Mais de 200 empresas disponíveis para produzir máscaras

O Secretário de Estado da Saúde anunciou que mais de 200 empresas manifestaram interesse em produzir máscaras de utilização comunitária para o combate à pandemia causada pelo novo coronavírus, conforme as especificações do Infarmed.

“Quanto às máscaras de utilização comunitária, o Infarmed publicou hoje as especificações técnicas para produção destas máscaras pela indústria. Mais de 200 empresas mostraram vontade de avançar com a produção e algumas estão em condições de o fazer já esta semana”, revelou o Secretário de Estado da Saúde, António Lacerda Sales, na conferência de imprensa diária sobre o COVID-19.

Este anúncio surge no seguimento da recomendação da Direção-Geral da Saúde relativa ao uso generalizado de máscaras não cirúrgicas em espaços fechados e com elevada concentração de pessoas, tais como supermercados e transportes públicos, como medida de proteção adicional às já existentes.

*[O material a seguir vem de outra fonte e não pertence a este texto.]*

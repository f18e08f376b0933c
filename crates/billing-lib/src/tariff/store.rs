//! In-memory tariff store

use super::{PlanTier, SubscriptionStatus, TariffPlan, TariffStore, TenantSubscription};
use crate::config::{FallbackRates, TierCatalog};
use async_trait::async_trait;
use chrono::{DateTime, Utc};
use std::collections::HashMap;
use tokio::sync::RwLock;

/// Plans and subscriptions held in process memory
#[derive(Default)]
pub struct InMemoryTariffStore {
    plans: RwLock<HashMap<String, TariffPlan>>,
    subscriptions: RwLock<HashMap<String, TenantSubscription>>,
}

impl InMemoryTariffStore {
    pub fn new() -> Self {
        Self::default()
    }

    /// A store provisioned with the three canonical tiers
    pub fn with_catalog(catalog: &TierCatalog, rates: &FallbackRates) -> Self {
        let plans = PlanTier::ALL
            .iter()
            .map(|tier| {
                let plan = TariffPlan::from_tier(*tier, catalog.get(*tier), rates);
                (plan.id.clone(), plan)
            })
            .collect();

        Self {
            plans: RwLock::new(plans),
            subscriptions: RwLock::new(HashMap::new()),
        }
    }

    /// A store seeded with explicit plans and subscriptions
    pub fn seeded(plans: Vec<TariffPlan>, subscriptions: Vec<TenantSubscription>) -> Self {
        Self {
            plans: RwLock::new(plans.into_iter().map(|p| (p.id.clone(), p)).collect()),
            subscriptions: RwLock::new(
                subscriptions
                    .into_iter()
                    .map(|s| (s.tenant_id.clone(), s))
                    .collect(),
            ),
        }
    }

    pub async fn plan_count(&self) -> usize {
        self.plans.read().await.len()
    }
}

#[async_trait]
impl TariffStore for InMemoryTariffStore {
    async fn active_subscription(&self, tenant_id: &str) -> anyhow::Result<Option<TenantSubscription>> {
        let subscriptions = self.subscriptions.read().await;
        Ok(subscriptions
            .get(tenant_id)
            .filter(|s| s.is_active())
            .cloned())
    }

    async fn subscription(&self, tenant_id: &str) -> anyhow::Result<Option<TenantSubscription>> {
        Ok(self.subscriptions.read().await.get(tenant_id).cloned())
    }

    async fn plan(&self, plan_id: &str) -> anyhow::Result<Option<TariffPlan>> {
        Ok(self.plans.read().await.get(plan_id).cloned())
    }

    async fn active_plan_for_tier(&self, tier: PlanTier) -> anyhow::Result<Option<TariffPlan>> {
        let plans = self.plans.read().await;
        Ok(plans
            .values()
            .find(|p| p.tier == tier && p.is_active)
            .cloned())
    }

    async fn plans(&self) -> anyhow::Result<Vec<TariffPlan>> {
        let mut plans: Vec<TariffPlan> = self.plans.read().await.values().cloned().collect();
        plans.sort_by(|a, b| a.tier.cmp(&b.tier).then_with(|| a.id.cmp(&b.id)));
        Ok(plans)
    }

    async fn insert_plan(&self, plan: TariffPlan) -> anyhow::Result<TariffPlan> {
        plan.validate()?;
        let mut plans = self.plans.write().await;
        if let Some(existing) = plans.values().find(|p| p.tier == plan.tier && p.id != plan.id) {
            anyhow::bail!(
                "tier {} is already carried by plan '{}'",
                plan.tier,
                existing.id
            );
        }
        plans.insert(plan.id.clone(), plan.clone());
        Ok(plan)
    }

    async fn upsert_subscription(&self, subscription: TenantSubscription) -> anyhow::Result<()> {
        self.subscriptions
            .write()
            .await
            .insert(subscription.tenant_id.clone(), subscription);
        Ok(())
    }

    async fn expired_active_subscriptions(
        &self,
        now: DateTime<Utc>,
    ) -> anyhow::Result<Vec<TenantSubscription>> {
        let subscriptions = self.subscriptions.read().await;
        Ok(subscriptions
            .values()
            .filter(|s| s.status == SubscriptionStatus::Active)
            .filter(|s| s.end_date.map(|end| end < now).unwrap_or(false))
            .cloned()
            .collect())
    }
}

#[cfg(test)]
mod tests {
    use super::*;
    use chrono::Duration;

    fn subscription(tenant: &str, plan: &str, status: SubscriptionStatus) -> TenantSubscription {
        TenantSubscription {
            tenant_id: tenant.to_string(),
            plan_id: plan.to_string(),
            status,
            start_date: Utc::now(),
            end_date: None,
            auto_renew: true,
            workloads_used: 0,
            cpu_used: 0,
            memory_used: 0,
        }
    }

    #[tokio::test]
    async fn test_catalog_store_has_all_tiers() {
        let store = InMemoryTariffStore::with_catalog(&TierCatalog::default(), &FallbackRates::default());
        let plans = store.plans().await.unwrap();

        assert_eq!(plans.len(), 3);
        assert_eq!(plans[0].tier, PlanTier::Starter);
        assert_eq!(plans[2].tier, PlanTier::Enterprise);
        assert!(store
            .active_plan_for_tier(PlanTier::Professional)
            .await
            .unwrap()
            .is_some());
    }

    #[tokio::test]
    async fn test_inactive_subscription_not_returned() {
        let store = InMemoryTariffStore::seeded(
            vec![],
            vec![subscription("t1", "starter", SubscriptionStatus::Suspended)],
        );

        assert!(store.active_subscription("t1").await.unwrap().is_none());
        assert!(store.subscription("t1").await.unwrap().is_some());
    }

    #[tokio::test]
    async fn test_duplicate_tier_rejected() {
        let store = InMemoryTariffStore::with_catalog(&TierCatalog::default(), &FallbackRates::default());
        let mut duplicate =
            TariffPlan::bootstrap_entry(&FallbackRates::default(), &Default::default());
        duplicate.id = "starter-2".to_string();

        assert!(store.insert_plan(duplicate).await.is_err());
        assert_eq!(store.plan_count().await, 3);
    }

    #[tokio::test]
    async fn test_plan_with_crossed_bounds_rejected() {
        let store = InMemoryTariffStore::new();
        let mut plan = TariffPlan::bootstrap_entry(&FallbackRates::default(), &Default::default());
        plan.min_efficiency_factor = Some(rust_decimal_macros::dec!(1.5));
        plan.max_efficiency_factor = Some(rust_decimal_macros::dec!(1.1));

        let err = store.insert_plan(plan).await.unwrap_err();
        assert!(err.to_string().contains("min_efficiency_factor"));
        assert_eq!(store.plan_count().await, 0);
    }

    #[tokio::test]
    async fn test_expired_active_subscriptions() {
        let now = Utc::now();
        let mut past = subscription("t1", "starter", SubscriptionStatus::Active);
        past.end_date = Some(now - Duration::days(1));
        let mut future = subscription("t2", "starter", SubscriptionStatus::Active);
        future.end_date = Some(now + Duration::days(1));
        let mut cancelled = subscription("t3", "starter", SubscriptionStatus::Cancelled);
        cancelled.end_date = Some(now - Duration::days(1));

        let store = InMemoryTariffStore::seeded(vec![], vec![past, future, cancelled]);
        let expired = store.expired_active_subscriptions(now).await.unwrap();

        assert_eq!(expired.len(), 1);
        assert_eq!(expired[0].tenant_id, "t1");
    }
}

Em conferência de imprensa, Marta Temido afirmou ainda que as máscaras sociais, que podem ser feitas de algodão ou de outro tecido, vão ser generalizadas à população quando o país regressar à normalidade.

Segundo a ministra, estas máscaras sociais distinguem-se das cirúrgicas, que devem ser reservadas e usadas por pessoas com sintomas do novo coronavírus e pelas pessoas mais vulneráveis, assim como por profissionais de grupos mais expostos, tais como bombeiros, polícias, funcionários de lojas e agências funerárias.